I didn’t want to be a bad thing so I went home and told my mother that I wished to become a “Mary”. It would have been so simple, as we lived across the street from St. Luke’s. I wanted to go to church at Easter and get a palm frond because that seemed so important. My father made dark looks and grumbled like a volcano. I did not get baptized.
Attending Midnight Mass, therefore, was very interesting to me. Obviously I could not take communion, but otherwise I was allowed to participate in the proceedings. The sound of the choir enveloped me, making me feel peaceful, warm and safe. They preached love and that was something I craved. Next time I saw my parents I told them once more that I wished to be “christened” and got the same sour looks.

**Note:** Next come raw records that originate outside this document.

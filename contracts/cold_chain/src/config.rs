// Copyright 2021 Cargill Incorporated
//
// Licensed under the Apache License, Version 2.0 (the "License");
// you may not use this file except in compliance with the License.
// You may obtain a copy of the License at
//
//     http://www.apache.org/licenses/LICENSE-2.0
//
// Unless required by applicable law or agreed to in writing, software
// distributed under the License is distributed on an "AS IS" BASIS,
// WITHOUT WARRANTIES OR CONDITIONS OF ANY KIND, either express or implied.
// See the License for the specific language governing permissions and
// limitations under the License.

use std::path::{Path, PathBuf};

use log::LevelFilter;

use crate::error::ConfigurationError;

pub const LEDGER_ENV: &str = "COLD_CHAIN_LEDGER";
const DEFAULT_LEDGER_PATH: &str = "cold-chain-ledger.json";

pub struct ColdChainConfig {
    ledger_path: PathBuf,
    log_level: LevelFilter,
}

impl ColdChainConfig {
    pub fn ledger_path(&self) -> &Path {
        &self.ledger_path
    }

    pub fn log_level(&self) -> LevelFilter {
        self.log_level
    }
}

/// Assembles a `ColdChainConfig` from defaults, then environment variables, then command line
/// arguments. Later sources win.
pub struct ColdChainConfigBuilder {
    ledger_path: Option<PathBuf>,
    log_level: Option<LevelFilter>,
}

impl Default for ColdChainConfigBuilder {
    fn default() -> Self {
        Self {
            ledger_path: Some(PathBuf::from(DEFAULT_LEDGER_PATH)),
            log_level: Some(LevelFilter::Warn),
        }
    }
}

impl ColdChainConfigBuilder {
    /// Applies environment variables, read through `lookup`.
    pub fn with_env<F>(&mut self, lookup: F) -> Self
    where
        F: Fn(&str) -> Option<String>,
    {
        Self {
            ledger_path: lookup(LEDGER_ENV)
                .filter(|value| !value.is_empty())
                .map(PathBuf::from)
                .or_else(|| self.ledger_path.take()),
            log_level: self.log_level.take(),
        }
    }

    pub fn with_cli_args(&mut self, matches: &clap::ArgMatches<'_>) -> Self {
        let log_level = if matches.is_present("quiet") {
            Some(LevelFilter::Error)
        } else {
            match matches.occurrences_of("verbose") {
                0 => None,
                1 => Some(LevelFilter::Info),
                2 => Some(LevelFilter::Debug),
                _ => Some(LevelFilter::Trace),
            }
        };

        Self {
            ledger_path: matches
                .value_of("ledger")
                .map(PathBuf::from)
                .or_else(|| self.ledger_path.take()),
            log_level: log_level.or_else(|| self.log_level.take()),
        }
    }

    pub fn build(mut self) -> Result<ColdChainConfig, ConfigurationError> {
        Ok(ColdChainConfig {
            ledger_path: self
                .ledger_path
                .take()
                .ok_or_else(|| ConfigurationError::MissingValue("ledger_path".to_owned()))?,
            log_level: self
                .log_level
                .take()
                .ok_or_else(|| ConfigurationError::MissingValue("log_level".to_owned()))?,
        })
    }
}

#[cfg(test)]
mod test {
    use super::*;

    fn test_app<'a, 'b>() -> clap::App<'a, 'b> {
        clap::App::new("testapp")
            .arg(clap::Arg::with_name("ledger").long("ledger").takes_value(true))
            .arg(clap::Arg::with_name("verbose").short("v").multiple(true))
            .arg(clap::Arg::with_name("quiet").short("q"))
    }

    #[test]
    fn build_with_defaults() {
        let matches = test_app().get_matches_from(vec!["testapp"]);

        let config = ColdChainConfigBuilder::default()
            .with_env(|_| None)
            .with_cli_args(&matches)
            .build()
            .expect("Unable to build configuration");

        assert_eq!(Path::new("cold-chain-ledger.json"), config.ledger_path());
        assert_eq!(LevelFilter::Warn, config.log_level());
    }

    #[test]
    fn build_with_env() {
        let matches = test_app().get_matches_from(vec!["testapp", "-vv"]);

        let config = ColdChainConfigBuilder::default()
            .with_env(|key| {
                if key == LEDGER_ENV {
                    Some("/tmp/env-ledger.json".to_string())
                } else {
                    None
                }
            })
            .with_cli_args(&matches)
            .build()
            .expect("Unable to build configuration");

        assert_eq!(Path::new("/tmp/env-ledger.json"), config.ledger_path());
        assert_eq!(LevelFilter::Debug, config.log_level());
    }

    #[test]
    fn build_with_args_over_env() {
        let matches =
            test_app().get_matches_from(vec!["testapp", "--ledger", "cli.json", "-q", "-v"]);

        let config = ColdChainConfigBuilder::default()
            .with_env(|_| Some("env.json".to_string()))
            .with_cli_args(&matches)
            .build()
            .expect("Unable to build configuration");

        assert_eq!(Path::new("cli.json"), config.ledger_path());
        assert_eq!(LevelFilter::Error, config.log_level());
    }
}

This was as close as I ever came to being a Christian, but many of the lessons stayed with me to join my Buddhist leanings and form what I think of as my personal ethics. I do not call myself religious but I believe people should be free to follow the faith of their choice and should not be criticized or belittled for it.
I cannot seem to tell a story without digressing, but so many small things influence a child’s mental growth and I think it is worthwhile to mention them. The teacher who dubbed her pupils Mary Magdelenes was seriously misguided.
After Midnight Mass we were herded into the refectory where we received bowls of hot chocolate and bread to break our fast. Then we went back to bed for a few hours before being called once more for the morning mass which was a smaller celebration.
I had expected, when we came back to the dormitory, that I should find my mother’s gift on my bed, but I was sadly disappointed. As mother had suspected, I had to ask for it. It was located in the linen cupboard with the wrapping removed and it was turned over by a rather disappointed looking attendant. Perhaps she was hoping to take it to her own child. It would have been such a treasure. It didn’t occur to me to offer it up and at the time I needed my mother’s gift quite badly. It was a toy tiger with luminous eyes and a squeak. I really loved that tiger and he brought me a lot of comfort in the days to come.
Timmy Tiger is with me still after all these years and all these miles. I don’t think Mum had to worry anymore about smuggling my toys past father because from then on, for the most part, I packed my own baggage and it went where I did.